« Tels qu'ils sont définis actuellement, les métiers de l'eau s'inscrivent dans une logique de gestion de l'eau dans la ville. Ils donnent l'impression d'avoir un côté immuable, d'être à l'écart des ruptures technologiques. Pourtant, le rythme d'investissement est important et les nouvelles technologies sont vite intégrées. Cela a été le cas il y a trente ans, avec l'apparition des premiers automatismes. On est ainsi rapidement passé d'usines mobilisant un personnel nombreux à un pilotage largement automatisé. D'autres évolutions majeures sont en cours, en premier lieu en ce qui concerne la gestion du patrimoine. Les nouvelles techniques d'investigation et de modélisation vont améliorer la connaissance du patrimoine et permettre d'établir des programmes de renouvellement, au-delà du seul critère d'âge des canalisations, pour combattre les gaspillages d'eau. La collecte des eaux usées va aussi évoluer pour sortir du « tout-à-l'égout » et rentrer dans une ère plus industrielle. Cela passera par un meilleur suivi des performances des stations d'épuration et un contrôle renforcé des rejets en réseau.
Dans les usines de production d'eau potable et les stations d'épuration, les innovations vont porter sur la récupération d'énergie, la gestion des émissions de CO2 et sur une meilleure valorisation des boues. De nouvelles compétences seront requises, avec, par exemple, des profils d'énergéticiens pour relever ces défis. Un autre volet concerne les relations avec le consommateur final. L'essor de la télérelève, qui répond à une forte attente des clients constitue ainsi une révolution. Cette technologie a beaucoup évolué et son coût est devenu plus abordable. Cela va apporter une information en continu sur les consommations et plus d'interactivité dans la relation avec le client. La télérelève va ainsi aider à réduire les problèmes liés aux fuites d'eau, en évitant les gaspillages et en réduisant les litiges liés aux dégâts des eaux.
Les attentes des clients portent aussi sur la dureté de l'eau.

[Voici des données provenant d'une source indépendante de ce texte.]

/// Converts `input.cart` into an `awaiting_payment` order on `conn`.
///
/// Lines are processed in canonical lock order. Each line's stock is checked
/// and decremented under the ledger's row lock and its unit price is frozen
/// into the order item. The cart is emptied and totals are computed last.
/// `input.cart` must have been resolved on `conn` so its row lock is held.
/// Any error must abort the caller's transaction.
#[instrument(skip(conn, input), fields(cart_id = %input.cart.id, user_id = ?input.user_id))]
pub async fn assemble_order<C: ConnectionTrait>(
    conn: &C,
    input: AssembleOrder<'_>,
) -> Result<AssembledOrder, ServiceError> {
    let cart_items = carts::load_items(conn, input.cart.id).await?;
    if cart_items.is_empty() {
        return Err(ServiceError::EmptyCart);
    }
    input.charges.validate()?;

    let shipping = addresses::get_or_create(
        conn,
        input.shipping_address,
        AddressType::Shipping,
        input.user_id,
    )
    .await?;
    let billing = match input.billing_address {
        Some(billing) => {
            addresses::get_or_create(conn, billing, AddressType::Billing, input.user_id).await?
        }
        None => shipping.clone(),
    };

    let now = Utc::now();
    let order = order::ActiveModel {
        id: Set(Uuid::new_v4()),
        user_id: Set(input.user_id),
        session_id: Set(input.session_id.clone()),
        shipping_address_id: Set(shipping.id),
        billing_address_id: Set(billing.id),
        payment_id: Set(None),
        email: Set(input.contact.email.clone()),
        first_name: Set(input.contact.first_name.clone()),
        last_name: Set(input.contact.last_name.clone()),
        country_code: Set(input.contact.country_code.clone()),
        phone_number: Set(input.contact.phone_number.clone()),
        status: Set(OrderStatus::AwaitingPayment),
        shipping_method: Set(input.shipping_method.clone()),
        subtotal: Set(Decimal::ZERO),
        tax: Set(Decimal::ZERO),
        shipping_cost: Set(Decimal::ZERO),
        discount: Set(Decimal::ZERO),
        total: Set(Decimal::ZERO),
        tracking_number: Set(None),
        created_at: Set(now),
        updated_at: Set(now),
    }
    .insert(conn)
    .await?;

    let mut lines: Vec<StockLine> = cart_items
        .iter()
        .map(|item| StockLine {
            product_id: item.product_id,
            variant_id: item.variant_id,
            quantity: item.quantity,
        })
        .collect();
    inventory_ledger::sort_for_locking(&mut lines);

    let product_ids: Vec<Uuid> = lines.iter().map(|l| l.product_id).collect();
    let entries = catalog::load_entries(conn, &product_ids).await?;

    let mut items = Vec::with_capacity(lines.len());
    let mut adjustments = Vec::with_capacity(lines.len());
    for line in &lines {
        if line.quantity < 1 {
            return Err(ServiceError::ValidationError(format!(
                "Invalid quantity {} for product {}",
                line.quantity, line.product_id
            )));
        }
        let entry = entries.get(&line.product_id).ok_or_else(|| {
            ServiceError::NotFound(format!("Product {} not found", line.product_id))
        })?;
        if !entry.product.is_active {
            return Err(ServiceError::ValidationError(format!(
                "Product {} is no longer available",
                line.product_id
            )));
        }

        let adjustment = inventory_ledger::adjust_stock(
            conn,
            line.product_id,
            line.variant_id,
            -line.quantity,
        )
        .await?;

        let price = entry.unit_price(line.variant_id).ok_or_else(|| {
            ServiceError::NotFound(format!(
                "Variant {:?} of product {} not found",
                line.variant_id, line.product_id
            ))
        })?;

        let item = order_item::ActiveModel {
            id: Set(Uuid::new_v4()),
            order_id: Set(order.id),
            product_id: Set(line.product_id),
            variant_id: Set(line.variant_id),
            quantity: Set(line.quantity),
            price: Set(price),
            created_at: Set(now),
        }
        .insert(conn)
        .await?;

        items.push(item);
        adjustments.push(adjustment);
    }

    let cleared = carts::clear_items(conn, input.cart.id).await?;
    debug!(cart_id = %input.cart.id, cleared, "cart emptied into order");

    let subtotal: Decimal = items.iter().map(order_item::Model::line_total).sum();
    let charges = input.charges;
    let total = order_total(subtotal, charges.tax, charges.shipping_cost, charges.discount);
    if total <= Decimal::ZERO {
        return Err(ServiceError::ValidationError(
            "Order total must be greater than zero".to_string(),
        ));
    }

    let mut active: order::ActiveModel = order.into();
    active.subtotal = Set(subtotal);
    active.tax = Set(charges.tax);
    active.shipping_cost = Set(charges.shipping_cost);
    active.discount = Set(charges.discount);
    active.total = Set(total);
    let order = active.update(conn).await?;

    info!(order_id = %order.id, %subtotal, %total, lines = items.len(), "order assembled");
    Ok(AssembledOrder {
        order,
        items,
        adjustments,
    })
}

#[derive(Debug, Clone, Serialize, Deserialize, ToSchema)]
pub struct OrderItemView {
    pub id: Uuid,
    pub product_id: Uuid,
    pub variant_id: Option<Uuid>,
    pub quantity: i32,
    /// Unit price frozen at checkout
    pub price: Decimal,
    pub line_total: Decimal,
}

impl From<order_item::Model> for OrderItemView {
    fn from(m: order_item::Model) -> Self {
        Self {
            line_total: m.line_total(),
            id: m.id,
            product_id: m.product_id,
            variant_id: m.variant_id,
            quantity: m.quantity,
            price: m.price,
        }
    }
}
use chrono::{DateTime, Utc};
use sea_orm::entity::prelude::*;
use serde::{Deserialize, Serialize};
use uuid::Uuid;

/// Storefront account. Profile data only; credentials live with the
/// identity provider that issues bearer tokens.
#[derive(Clone, Debug, PartialEq, Eq, DeriveEntityModel, Serialize, Deserialize)]
#[sea_orm(table_name = "users")]
pub struct Model {
    #[sea_orm(primary_key, auto_increment = false)]
    pub id: Uuid,
    #[sea_orm(unique)]
    pub email: String,
    pub first_name: String,
    pub last_name: String,
    #[sea_orm(nullable)]
    pub phone_number: Option<String>,
    #[sea_orm(nullable)]
    pub country_code: Option<String>,
    pub created_at: DateTime<Utc>,
}

#[derive(Copy, Clone, Debug, EnumIter, DeriveRelation)]
pub enum Relation {
    #[sea_orm(has_many = "super::order::Entity")]
    Orders,
    #[sea_orm(has_many = "super::address::Entity")]
    Addresses,
}

impl Related<super::order::Entity> for Entity {
    fn to() -> RelationDef {
        Relation::Orders.def()
    }
}

impl Related<super::address::Entity> for Entity {
    fn to() -> RelationDef {
        Relation::Addresses.def()
    }
}

impl ActiveModelBehavior for ActiveModel {}

impl Model {
    pub fn full_name(&self) -> String {
        format!("{} {}", self.first_name, self.last_name)
            .trim()
            .to_string()
    }
}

Pour y répondre, une offre de décarbonatation de l'eau en usine va se développer. L'adoucissement de l'eau ne sera plus individuel, mais collectif, avec un coût bien moindre .
Nos métiers vont évoluer pour prendre en compte ce qui se passe à l'amont et l'aval et qui a longtemps été un domaine réservé aux services de l'État. Nous sommes davantage impliqués dans la préservation du milieu naturel et la lutte contre les pollutions diffuses. Cela s'est caractérisé dans le Grenelle de l'environnement par l'identification des cinq cents captages les plus importants menacés par des pollutions diffuses et par la reconnaissance de l'importance de la politique en faveur de la biodiversité. L'idée est de travailler en concertation avec les propriétaires des terrains et les collectivités locales. Dans ce cadre, les opérateurs doivent être force de proposition et sortir de leur cadre traditionnel. Ce qui va dans le sens de la législation européenne, qui est passée avec la directive-cadre sur l'eau, d'une obligation de moyens à une obligation de résultats, en développant une gestion véritablement intégrée. Comment en effet travailler sur la qualité des eaux de baignade, sans s'interroger sur la question des eaux pluviales ? Pour atteindre un bon état des eaux, il sera fondamental d'arriver à gérer les chocs écologiques des rejets liés aux orages après des périodes de temps sec. Et cette évolution du métier est d'autant plus cruciale que le changement climatique va renforcer les épisodes de pluie et de sécheresse plus sévères.
Enfin, au niveau international, les besoins sont énormes en termes de construction, études et services. Cela concerne tant la problématique de l'accès à l'eau que le développement de pays comme ceux du Moyen-Orient ou le cas de la Chine qui est en train de réaliser que la pollution de ses rivières peut ralentir sa croissance économique. De par leur savoir-faire, les entreprises françaises ont un formidable potentiel de développement et doivent s'y préparer. »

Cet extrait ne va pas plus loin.